[Stored data]

• • • • • • •

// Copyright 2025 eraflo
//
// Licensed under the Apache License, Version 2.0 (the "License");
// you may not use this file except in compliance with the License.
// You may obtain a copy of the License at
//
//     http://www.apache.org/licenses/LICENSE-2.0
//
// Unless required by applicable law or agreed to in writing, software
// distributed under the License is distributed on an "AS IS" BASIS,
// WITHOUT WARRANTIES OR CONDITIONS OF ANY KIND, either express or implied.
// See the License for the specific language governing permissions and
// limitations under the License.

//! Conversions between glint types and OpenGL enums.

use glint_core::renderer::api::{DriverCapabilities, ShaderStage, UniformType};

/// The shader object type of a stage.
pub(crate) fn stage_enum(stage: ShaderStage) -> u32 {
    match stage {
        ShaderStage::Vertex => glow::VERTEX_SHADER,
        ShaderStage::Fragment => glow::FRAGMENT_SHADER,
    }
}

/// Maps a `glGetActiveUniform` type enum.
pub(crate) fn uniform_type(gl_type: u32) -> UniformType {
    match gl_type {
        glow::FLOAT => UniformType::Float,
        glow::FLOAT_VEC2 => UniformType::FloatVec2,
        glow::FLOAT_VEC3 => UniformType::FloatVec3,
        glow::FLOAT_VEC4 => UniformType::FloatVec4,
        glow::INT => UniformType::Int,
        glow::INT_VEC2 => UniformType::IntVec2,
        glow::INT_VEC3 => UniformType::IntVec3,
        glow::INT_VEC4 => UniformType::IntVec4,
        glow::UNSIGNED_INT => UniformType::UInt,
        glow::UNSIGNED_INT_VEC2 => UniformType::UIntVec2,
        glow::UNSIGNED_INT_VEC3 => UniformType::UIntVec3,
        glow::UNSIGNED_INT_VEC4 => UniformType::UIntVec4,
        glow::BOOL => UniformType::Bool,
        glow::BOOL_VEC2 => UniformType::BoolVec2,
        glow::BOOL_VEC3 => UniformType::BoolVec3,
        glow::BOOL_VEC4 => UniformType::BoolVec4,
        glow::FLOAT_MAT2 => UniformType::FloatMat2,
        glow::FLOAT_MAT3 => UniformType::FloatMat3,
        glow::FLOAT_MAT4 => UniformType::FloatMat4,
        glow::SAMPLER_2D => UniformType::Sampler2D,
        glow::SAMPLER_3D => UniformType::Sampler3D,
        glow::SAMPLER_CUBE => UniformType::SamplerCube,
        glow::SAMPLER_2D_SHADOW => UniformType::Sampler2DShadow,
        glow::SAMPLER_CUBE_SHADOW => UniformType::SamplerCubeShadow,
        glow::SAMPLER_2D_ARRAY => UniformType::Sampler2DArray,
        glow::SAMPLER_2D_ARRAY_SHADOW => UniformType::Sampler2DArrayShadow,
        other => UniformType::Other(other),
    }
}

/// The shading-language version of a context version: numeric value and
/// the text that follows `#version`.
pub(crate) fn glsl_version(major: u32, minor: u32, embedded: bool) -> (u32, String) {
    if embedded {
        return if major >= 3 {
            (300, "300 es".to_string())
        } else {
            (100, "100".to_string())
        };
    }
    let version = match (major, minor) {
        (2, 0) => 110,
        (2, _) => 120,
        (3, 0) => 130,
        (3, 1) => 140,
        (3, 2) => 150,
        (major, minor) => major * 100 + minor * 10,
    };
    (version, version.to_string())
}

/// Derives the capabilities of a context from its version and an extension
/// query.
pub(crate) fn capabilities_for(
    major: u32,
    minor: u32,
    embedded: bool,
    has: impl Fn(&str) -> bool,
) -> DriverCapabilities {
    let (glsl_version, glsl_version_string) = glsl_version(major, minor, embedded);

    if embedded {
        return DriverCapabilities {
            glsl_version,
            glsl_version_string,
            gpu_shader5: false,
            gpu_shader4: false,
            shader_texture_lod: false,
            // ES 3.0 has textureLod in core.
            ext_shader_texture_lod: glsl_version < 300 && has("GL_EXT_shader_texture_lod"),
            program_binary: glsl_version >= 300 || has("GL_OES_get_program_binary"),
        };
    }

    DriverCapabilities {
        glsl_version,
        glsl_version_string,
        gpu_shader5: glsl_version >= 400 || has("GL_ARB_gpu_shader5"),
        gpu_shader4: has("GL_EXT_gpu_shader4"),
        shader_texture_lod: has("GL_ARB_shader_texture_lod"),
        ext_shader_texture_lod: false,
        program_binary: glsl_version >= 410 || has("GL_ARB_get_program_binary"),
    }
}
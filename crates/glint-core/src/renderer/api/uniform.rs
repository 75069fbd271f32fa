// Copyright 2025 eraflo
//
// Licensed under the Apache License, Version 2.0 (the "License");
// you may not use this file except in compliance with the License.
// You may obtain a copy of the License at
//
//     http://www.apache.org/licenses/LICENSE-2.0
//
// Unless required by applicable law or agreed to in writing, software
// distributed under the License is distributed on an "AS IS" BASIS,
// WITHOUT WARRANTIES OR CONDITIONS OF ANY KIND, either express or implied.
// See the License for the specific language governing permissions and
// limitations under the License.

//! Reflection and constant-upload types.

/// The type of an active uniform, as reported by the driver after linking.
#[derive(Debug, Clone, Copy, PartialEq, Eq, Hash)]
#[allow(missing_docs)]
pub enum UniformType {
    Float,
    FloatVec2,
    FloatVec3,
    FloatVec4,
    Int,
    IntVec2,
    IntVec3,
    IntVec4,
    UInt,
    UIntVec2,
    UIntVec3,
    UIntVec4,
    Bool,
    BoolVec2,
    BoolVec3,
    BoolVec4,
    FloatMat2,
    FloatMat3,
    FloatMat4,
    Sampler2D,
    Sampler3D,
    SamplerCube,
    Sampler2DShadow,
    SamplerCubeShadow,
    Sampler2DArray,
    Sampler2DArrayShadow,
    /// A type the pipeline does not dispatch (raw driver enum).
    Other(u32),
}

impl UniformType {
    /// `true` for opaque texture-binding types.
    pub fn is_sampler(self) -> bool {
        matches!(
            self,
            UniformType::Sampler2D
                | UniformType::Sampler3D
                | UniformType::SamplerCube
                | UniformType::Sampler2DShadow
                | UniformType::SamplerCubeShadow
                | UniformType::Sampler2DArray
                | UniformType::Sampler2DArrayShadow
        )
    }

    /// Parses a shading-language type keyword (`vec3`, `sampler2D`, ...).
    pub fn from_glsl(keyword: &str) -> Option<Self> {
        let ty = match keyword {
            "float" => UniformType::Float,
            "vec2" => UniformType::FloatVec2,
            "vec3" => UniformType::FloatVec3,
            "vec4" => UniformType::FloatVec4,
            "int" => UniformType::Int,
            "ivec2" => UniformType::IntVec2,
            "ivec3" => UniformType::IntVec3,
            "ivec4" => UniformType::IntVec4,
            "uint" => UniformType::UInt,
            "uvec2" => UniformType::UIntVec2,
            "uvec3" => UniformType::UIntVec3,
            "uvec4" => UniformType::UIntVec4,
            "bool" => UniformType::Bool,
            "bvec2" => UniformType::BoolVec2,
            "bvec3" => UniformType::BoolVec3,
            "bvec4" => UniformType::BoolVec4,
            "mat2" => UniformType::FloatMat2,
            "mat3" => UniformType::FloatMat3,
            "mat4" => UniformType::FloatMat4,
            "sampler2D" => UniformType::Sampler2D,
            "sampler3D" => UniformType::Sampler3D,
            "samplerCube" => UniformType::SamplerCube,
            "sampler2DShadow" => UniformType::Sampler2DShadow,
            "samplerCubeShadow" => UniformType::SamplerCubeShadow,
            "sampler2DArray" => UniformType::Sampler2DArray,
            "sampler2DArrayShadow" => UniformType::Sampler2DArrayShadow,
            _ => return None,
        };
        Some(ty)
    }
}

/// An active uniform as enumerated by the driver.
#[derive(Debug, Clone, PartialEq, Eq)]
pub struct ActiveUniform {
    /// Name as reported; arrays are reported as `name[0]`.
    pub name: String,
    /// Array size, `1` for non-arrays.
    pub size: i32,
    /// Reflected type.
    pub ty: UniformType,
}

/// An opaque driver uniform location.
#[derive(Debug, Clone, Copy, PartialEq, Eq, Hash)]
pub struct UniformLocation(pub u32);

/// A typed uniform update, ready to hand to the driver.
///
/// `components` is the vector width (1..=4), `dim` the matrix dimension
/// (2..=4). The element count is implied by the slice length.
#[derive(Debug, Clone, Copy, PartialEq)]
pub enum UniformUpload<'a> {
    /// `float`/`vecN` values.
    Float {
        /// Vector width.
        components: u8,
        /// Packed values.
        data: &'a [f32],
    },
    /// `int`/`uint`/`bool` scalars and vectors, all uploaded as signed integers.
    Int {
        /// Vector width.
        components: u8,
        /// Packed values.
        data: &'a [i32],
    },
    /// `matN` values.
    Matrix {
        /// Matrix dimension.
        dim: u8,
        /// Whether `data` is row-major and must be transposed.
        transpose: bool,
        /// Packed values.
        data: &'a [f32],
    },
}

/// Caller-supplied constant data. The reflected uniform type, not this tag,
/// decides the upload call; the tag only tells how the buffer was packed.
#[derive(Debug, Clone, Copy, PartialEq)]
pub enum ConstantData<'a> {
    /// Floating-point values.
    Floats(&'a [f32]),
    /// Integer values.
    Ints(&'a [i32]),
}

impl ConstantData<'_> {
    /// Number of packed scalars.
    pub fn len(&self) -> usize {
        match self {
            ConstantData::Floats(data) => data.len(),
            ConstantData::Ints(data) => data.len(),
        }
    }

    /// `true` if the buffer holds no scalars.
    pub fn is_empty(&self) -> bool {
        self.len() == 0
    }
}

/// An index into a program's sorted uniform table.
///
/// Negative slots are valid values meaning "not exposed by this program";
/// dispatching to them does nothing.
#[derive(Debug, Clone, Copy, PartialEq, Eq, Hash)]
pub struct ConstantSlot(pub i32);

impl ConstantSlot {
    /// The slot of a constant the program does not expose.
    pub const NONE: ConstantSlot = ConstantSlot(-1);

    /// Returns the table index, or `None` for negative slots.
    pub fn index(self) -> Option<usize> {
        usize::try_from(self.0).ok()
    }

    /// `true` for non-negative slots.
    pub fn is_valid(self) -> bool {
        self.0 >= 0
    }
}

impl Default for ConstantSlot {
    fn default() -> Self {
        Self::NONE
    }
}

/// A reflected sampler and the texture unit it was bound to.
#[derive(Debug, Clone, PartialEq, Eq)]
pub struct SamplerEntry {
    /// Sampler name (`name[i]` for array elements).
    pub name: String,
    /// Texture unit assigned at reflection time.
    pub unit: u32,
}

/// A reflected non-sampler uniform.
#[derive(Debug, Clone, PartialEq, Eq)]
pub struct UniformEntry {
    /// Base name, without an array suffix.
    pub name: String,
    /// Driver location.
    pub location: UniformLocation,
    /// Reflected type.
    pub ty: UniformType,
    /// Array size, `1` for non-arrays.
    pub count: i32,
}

• • • • • • •

» WHAT TO PRODUCE: Look over the entries for "language", then copy every line that includes that string.

» EXERCISE OUTPUT:
// See the License for the specific language governing permissions and
/// The shading-language version of a context version: numeric value and
// See the License for the specific language governing permissions and
    /// Parses a shading-language type keyword (`vec3`, `sampler2D`, ...).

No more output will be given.